-- Data records --

use async_trait::async_trait;
use rust_decimal::Decimal;
use serde::{Deserialize, Serialize};

use crate::config::WatchConfig;
use crate::models::PriceRecord;
use crate::utils::error::Result;

/// Everything a notifier needs to tell the recipient the price is in budget.
#[derive(Debug, Clone, Serialize, Deserialize, PartialEq)]
pub struct PriceAlert {
    pub title: String,
    pub currency_symbol: String,
    pub current_price: Decimal,
    pub budget: Decimal,
    pub url: String,
}

impl PriceAlert {
    pub fn new(record: &PriceRecord, config: &WatchConfig) -> Self {
        Self {
            title: record.title.clone(),
            currency_symbol: record.currency_symbol.clone(),
            current_price: record.amount,
            budget: config.budget(),
            url: config.url().to_string(),
        }
    }

    pub fn formatted_price(&self) -> String {
        format!("{}{}", self.currency_symbol, self.current_price)
    }

    pub fn formatted_budget(&self) -> String {
        format!("{}{}", self.currency_symbol, self.budget)
    }
}

#[derive(Debug, Clone, Serialize, Deserialize, PartialEq)]
pub struct NotificationResult {
    pub success: bool,
    pub message_id: Option<String>,
    pub error: Option<String>,
}

impl NotificationResult {
    pub fn sent(message_id: impl Into<String>) -> Self {
        Self {
            success: true,
            message_id: Some(message_id.into()),
            error: None,
        }
    }

    pub fn failed(error: impl Into<String>) -> Self {
        Self {
            success: false,
            message_id: None,
            error: Some(error.into()),
        }
    }
}

/// Trait for delivering a price alert (email, ...).
///
/// Delivery failures are reported through [`NotificationResult::failed`];
/// `Err` is reserved for alerts that could not be turned into a message at all.
#[cfg_attr(test, mockall::automock)]
#[async_trait]
pub trait NotifierPlugin: Send + Sync {
    async fn notify(&self, alert: &PriceAlert) -> Result<NotificationResult>;
}
pub mod notifier;

pub use notifier::{NotifierPlugin, NotificationResult, PriceAlert};
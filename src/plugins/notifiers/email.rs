use crate::config::WatchConfig;
use crate::plugins::traits::{NotificationResult, NotifierPlugin, PriceAlert};
use crate::utils::error::{AppError, Result};
use async_trait::async_trait;
use lettre::message::{header, Mailbox, MultiPart, SinglePart};
use lettre::transport::smtp::authentication::Credentials;
use lettre::{AsyncSmtpTransport, AsyncTransport, Message, Tokio1Executor};
use std::fmt;
use tracing::{debug, warn};

pub const SUBJECT: &str = "Price changed!!!";

#[derive(Clone)]
pub struct EmailConfig {
    pub smtp_server: String,
    pub smtp_port: u16,
    pub username: String,
    password: String,
    pub from_email: String,
    pub to_email: String,
}

impl EmailConfig {
    /// The sender address doubles as the SMTP login.
    pub fn from_watch_config(config: &WatchConfig) -> Self {
        EmailConfig {
            smtp_server: config.smtp_host().to_string(),
            smtp_port: config.smtp_port(),
            username: config.sender_email().to_string(),
            password: config.sender_password().to_string(),
            from_email: config.sender_email().to_string(),
            to_email: config.receiver_email().to_string(),
        }
    }
}

impl fmt::Debug for EmailConfig {
    fn fmt(&self, f: &mut fmt::Formatter<'_>) -> fmt::Result {
        f.debug_struct("EmailConfig")
            .field("smtp_server", &self.smtp_server)
            .field("smtp_port", &self.smtp_port)
            .field("username", &self.username)
            .field("password", &"<redacted>")
            .field("from_email", &self.from_email)
            .field("to_email", &self.to_email)
            .finish()
    }
}

pub struct EmailNotifier {
    config: EmailConfig,
}

impl EmailNotifier {
    pub fn new(config: EmailConfig) -> Self {
        EmailNotifier { config }
    }

    fn format_html_body(&self, alert: &PriceAlert) -> String {
        format!(
            r#"
<h1>Product price changed</h1>
<hr/>
<div>
    <div>Product Title : {}</div>
    <br/>
    <div>Product Price(current) : {}</div>
    <br/>
    <div>Your Budget : {}</div>
</div>
<hr/>
<div>
    <a href="{}">Click to open product page</a>
</div>
"#,
            escape_html(&alert.title),
            escape_html(&alert.formatted_price()),
            escape_html(&alert.formatted_budget()),
            escape_html(&alert.url),
        )
    }

    fn format_text_body(&self, alert: &PriceAlert) -> String {
        let mut text = String::new();

        text.push_str("Product price changed\n\n");
        text.push_str(&format!("Product Title : {}\n", alert.title));
        text.push_str(&format!("Product Price(current) : {}\n", alert.formatted_price()));
        text.push_str(&format!("Your Budget : {}\n\n", alert.formatted_budget()));
        text.push_str(&format!("Product page: {}\n", alert.url));

        text
    }

    pub fn build_message(&self, alert: &PriceAlert) -> Result<Message> {
        let from = parse_mailbox(&self.config.from_email, "sender")?;
        let to = parse_mailbox(&self.config.to_email, "recipient")?;

        Message::builder()
            .from(from)
            .to(to)
            .subject(SUBJECT)
            .multipart(
                MultiPart::alternative()
                    .singlepart(
                        SinglePart::builder()
                            .header(header::ContentType::TEXT_PLAIN)
                            .body(self.format_text_body(alert)),
                    )
                    .singlepart(
                        SinglePart::builder()
                            .header(header::ContentType::TEXT_HTML)
                            .body(self.format_html_body(alert)),
                    ),
            )
            .map_err(|e| AppError::Notification(format!("Failed to build email: {}", e)))
    }

    /// STARTTLS upgrade happens before credentials are sent.
    fn build_transport(
        &self,
    ) -> std::result::Result<AsyncSmtpTransport<Tokio1Executor>, lettre::transport::smtp::Error> {
        let credentials = Credentials::new(self.config.username.clone(), self.config.password.clone());

        Ok(
            AsyncSmtpTransport::<Tokio1Executor>::starttls_relay(&self.config.smtp_server)?
                .port(self.config.smtp_port)
                .credentials(credentials)
                .build(),
        )
    }
}

#[async_trait]
impl NotifierPlugin for EmailNotifier {
    async fn notify(&self, alert: &PriceAlert) -> Result<NotificationResult> {
        let email = self.build_message(alert)?;

        let mailer = match self.build_transport() {
            Ok(mailer) => mailer,
            Err(e) => {
                warn!(error = %e, server = %self.config.smtp_server, "could not set up SMTP transport");
                return Ok(NotificationResult::failed(e.to_string()));
            }
        };

        match mailer.send(email).await {
            Ok(response) => {
                debug!(code = %response.code(), "SMTP server accepted message");
                Ok(NotificationResult::sent(format!(
                    "email-{}",
                    chrono::Utc::now().timestamp()
                )))
            }
            Err(e) => {
                warn!(error = %e, server = %self.config.smtp_server, "sending email failed");
                Ok(NotificationResult::failed(e.to_string()))
            }
        }
    }
}

fn parse_mailbox(address: &str, role: &str) -> Result<Mailbox> {
    address
        .parse()
        .map_err(|e| AppError::Notification(format!("Invalid {} address '{}': {}", role, address, e)))
}

fn escape_html(text: &str) -> String {
    let mut escaped = String::with_capacity(text.len());
    for c in text.chars() {
        match c {
            '&' => escaped.push_str("&amp;"),
            '<' => escaped.push_str("&lt;"),
            '>' => escaped.push_str("&gt;"),
            '"' => escaped.push_str("&quot;"),
            _ => escaped.push(c),
        }
    }
    escaped
}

-- Exercise details --
All lines that contain the word "lettre" must be copied from the records above.

-- Result of this task --
use lettre::message::{header, Mailbox, MultiPart, SinglePart};
use lettre::transport::smtp::authentication::Credentials;
use lettre::{AsyncSmtpTransport, AsyncTransport, Message, Tokio1Executor};
    ) -> std::result::Result<AsyncSmtpTransport<Tokio1Executor>, lettre::transport::smtp::Error> {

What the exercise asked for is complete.